22 第8部 神との親しい関係を取り戻すために,エホバとイエスがしてくださったこと: 25ページの写真はわたしたちの置かれている状況を例えで表わしています。「王国宣教」2002年3月号,折り込み,16節を参考にし説明することができます。アダムの場合と同じく,イエスが地上に実在していたことについて,「ものみの塔」誌,1995年8月15日号,8,9ページや「創造」の本,221ページから取り上げることができます。ここでは,満足のいく生活を取り戻すため,イエスが行なわれたことが二つ取り上げられており,分けて扱うことができるかもしれません。
23 4節では,イエスが幸福な生活を送るための指針を与えられたことに言及しています。山上の垂訓を一緒に読んでみるのはいかがでしょうか。これはあくまでも神との関係をよいものにするための提案であり,その生き方が実生活のストレスを軽減することにもなる点に言及できます。もう一つは贖いです。家の人の心の中に,エホバに対する感謝の気持ちが育まれてきたでしょうか。それなら,6節から,家の人がこれまで考えなかった思考の型を教えることができます。コロサイ 3章12-14節が引用されていますが,第2部11節で引用されたときに省略されていた部分に言及しています。エホバが惜しみなく自分を許してくださっていることを意識するときに,この聖句を本当に当てはめたいという動機づけを得ることができます。それで第2部で出てきた聖句の数々は,神との友情を育てようとする人にはもっと深い意味を帯びるようになります。

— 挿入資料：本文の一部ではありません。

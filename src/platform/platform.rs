use std::sync::Arc;
use std::time::Duration;

use chrono::Utc;

use super::clock::Clock;
use super::error::{PlatformError, PlatformResult};
use super::types::{
    PlatformAction, PlatformConfig, PlatformStatus, TrackingState, TrackingStateKind,
};
use crate::devices::Devices;
use crate::geometry::{norm_ra, SIDEREAL_DEGREES_PER_SECOND};

/// The equatorial platform's tracking state machine and stroke timer.
///
/// While tracking, the virtual mount reports the RA/Dec frozen at start;
/// the platform carries the alt-az mount so that position stays in view.
pub struct TrackingPlatform {
    config: PlatformConfig,
    state: TrackingState,
    clock: Arc<dyn Clock>,
}

impl TrackingPlatform {
    pub fn new(config: PlatformConfig, clock: Arc<dyn Clock>) -> Self {
        Self {
            config,
            state: TrackingState::AtStart,
            clock,
        }
    }

    /// Back to the start position with a fresh configuration and a zeroed timer.
    pub fn reinitialize(&mut self, config: PlatformConfig) {
        self.config = config;
        self.state = TrackingState::AtStart;
    }

    pub fn state(&self) -> TrackingState {
        self.state
    }

    pub fn state_kind(&self) -> TrackingStateKind {
        self.state.kind()
    }

    pub fn is_tracking(&self) -> bool {
        matches!(self.state, TrackingState::Tracking { .. })
    }

    pub fn config(&self) -> PlatformConfig {
        self.config
    }

    pub fn set_config(&mut self, config: PlatformConfig) -> PlatformResult<()> {
        if self.state != TrackingState::AtStart {
            return Err(PlatformError::StrokeLocked);
        }
        self.config = config;
        Ok(())
    }

    pub fn elapsed(&self) -> Duration {
        match self.state {
            TrackingState::AtStart => Duration::ZERO,
            TrackingState::Tracking {
                started_at,
                carried,
                ..
            } => carried + self.clock.now().saturating_sub(started_at),
            TrackingState::Stopped { elapsed } => elapsed,
        }
    }

    pub fn time_remaining(&self) -> f64 {
        (self.config.stroke_seconds() - self.elapsed().as_secs_f64()).max(0.0)
    }

    /// Deck tilt in degrees; the deck is level at mid-stroke.
    pub fn tilt_degrees(&self) -> f64 {
        self.elapsed().as_secs_f64() * SIDEREAL_DEGREES_PER_SECOND
            - self.config.stroke_degrees() / 2.0
    }

    pub fn frozen_ra(&self) -> Option<f64> {
        match self.state {
            TrackingState::Tracking { start_ra, .. } => Some(start_ra),
            _ => None,
        }
    }

    pub fn frozen_dec(&self) -> Option<f64> {
        match self.state {
            TrackingState::Tracking { start_dec, .. } => Some(start_dec),
            _ => None,
        }
    }

    pub fn status(&self) -> PlatformStatus {
        PlatformStatus {
            state: self.state_kind(),
            stroke_degrees: self.config.stroke_degrees(),
            stroke_seconds: self.config.stroke_seconds(),
            elapsed_seconds: self.elapsed().as_secs_f64(),
            time_remaining_seconds: self.time_remaining(),
            frozen_ra: self.frozen_ra(),
            frozen_dec: self.frozen_dec(),
            timestamp: Utc::now(),
        }
    }

    pub fn apply(&mut self, action: PlatformAction, devices: &mut Devices) -> PlatformResult<()> {
        match action {
            PlatformAction::Start => self.start(devices),
            PlatformAction::Pause => self.pause(devices),
            PlatformAction::Resume => self.resume(devices),
            PlatformAction::Reset => self.reset(devices),
        }
    }

    pub fn start(&mut self, devices: &mut Devices) -> PlatformResult<()> {
        if self.state != TrackingState::AtStart {
            return Err(self.invalid(PlatformAction::Start));
        }
        self.begin_tracking(devices, Duration::ZERO)
    }

    pub fn resume(&mut self, devices: &mut Devices) -> PlatformResult<()> {
        let TrackingState::Stopped { elapsed } = self.state else {
            return Err(self.invalid(PlatformAction::Resume));
        };
        if self.time_remaining() <= 0.0 {
            log::warn!("Resuming with the stroke already exhausted");
        }
        // The mount was free to slew while paused, so the position is taken afresh.
        self.begin_tracking(devices, elapsed)
    }

    fn begin_tracking(&mut self, devices: &mut Devices, carried: Duration) -> PlatformResult<()> {
        let start_ra = devices.mount.right_ascension()?;
        let start_dec = devices.mount.declination()?;

        devices.mount.set_tracking(false)?;
        if let Err(e) = devices.engage_motor(true) {
            let _ = devices.mount.set_tracking(true);
            return Err(e.into());
        }

        self.state = TrackingState::Tracking {
            started_at: self.clock.now(),
            carried,
            start_ra,
            start_dec,
        };
        log::info!(
            "Platform tracking from RA {:.4} Dec {:.3}, {:.1}s remaining",
            start_ra,
            start_dec,
            self.time_remaining()
        );
        Ok(())
    }

    /// Stops the platform and hands tracking back to the mount. A no-op
    /// unless tracking.
    pub fn pause(&mut self, devices: &mut Devices) -> PlatformResult<()> {
        let TrackingState::Tracking {
            start_ra,
            start_dec,
            ..
        } = self.state
        else {
            return Ok(());
        };

        devices.engage_motor(false)?;
        let elapsed = self.elapsed();
        self.state = TrackingState::Stopped { elapsed };

        // RA and Dec held still while the platform tracked. The mount drive
        // comes back on even when the sync is refused.
        let synced = devices.mount.sync_to_coordinates(start_ra, start_dec);
        devices.mount.set_tracking(true)?;
        synced?;

        log::info!(
            "Platform paused after {:.1}s, {:.1}s remaining",
            elapsed.as_secs_f64(),
            self.time_remaining()
        );
        Ok(())
    }

    /// Returns the platform to its start position and re-syncs the mount for
    /// the hour angle the deck gives back.
    pub fn reset(&mut self, devices: &mut Devices) -> PlatformResult<()> {
        let (ra, dec) = match self.state {
            TrackingState::AtStart => return Ok(()),
            TrackingState::Stopped { .. } => (
                devices.mount.right_ascension()?,
                devices.mount.declination()?,
            ),
            TrackingState::Tracking {
                start_ra,
                start_dec,
                ..
            } => {
                devices.engage_motor(false)?;
                (start_ra, start_dec)
            }
        };

        let elapsed = self.elapsed();
        self.state = TrackingState::Stopped { elapsed };

        let target_ra = reset_sync_ra(ra, elapsed);
        devices.mount.set_tracking(false)?;
        let synced = devices.mount.sync_to_coordinates(target_ra, dec);
        devices.mount.set_tracking(true)?;
        synced?;

        self.state = TrackingState::AtStart;
        log::info!(
            "Platform reset after {:.1}s, mount synced to RA {:.4} Dec {:.3}",
            elapsed.as_secs_f64(),
            target_ra,
            dec
        );
        Ok(())
    }

    /// Replaces the frozen position, as a plate-solve sync would.
    pub fn sync_to_coordinates(&mut self, ra: f64, dec: f64) -> PlatformResult<()> {
        match &mut self.state {
            TrackingState::Tracking {
                start_ra,
                start_dec,
                ..
            } => {
                *start_ra = ra;
                *start_dec = dec;
                log::info!("Platform position synced to RA {:.4} Dec {:.3}", ra, dec);
                Ok(())
            }
            _ => Err(PlatformError::NotTracking),
        }
    }

    fn invalid(&self, action: PlatformAction) -> PlatformError {
        PlatformError::InvalidStateTransition {
            state: self.state_kind(),
            action,
        }
    }
}

/// RA the mount should report once the deck has rotated back by `elapsed`
/// of sidereal motion.
pub fn reset_sync_ra(ra_hours: f64, elapsed: Duration) -> f64 {
    let delta_ra = elapsed.as_secs_f64() * SIDEREAL_DEGREES_PER_SECOND / 15.0;
    norm_ra(ra_hours - delta_ra)
}
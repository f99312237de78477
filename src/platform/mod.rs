mod clock;
mod error;
mod platform;
mod types;

pub use clock::{Clock, ManualClock, SystemClock};
pub use error::{PlatformError, PlatformResult};
pub use platform::{reset_sync_ra, TrackingPlatform};
pub use types::{
    PlatformAction, PlatformConfig, PlatformStatus, TrackingState, TrackingStateKind,
    DEFAULT_STROKE_DEGREES,
};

24 この折り込みに挙げられた提案は,皆さんの区域,研究生にも有効でしょうか。そうであればぜひともその提案を活用してください。人々の宗教的な背景,関心,能力,事情は皆異なります。一人一人に純粋な関心を払い,エホバとの個人的な関係を築くよう援助してください。わたしたちがエホバのご意志を行なうために払う努力を,エホバが豊かに祝福してくださいますように。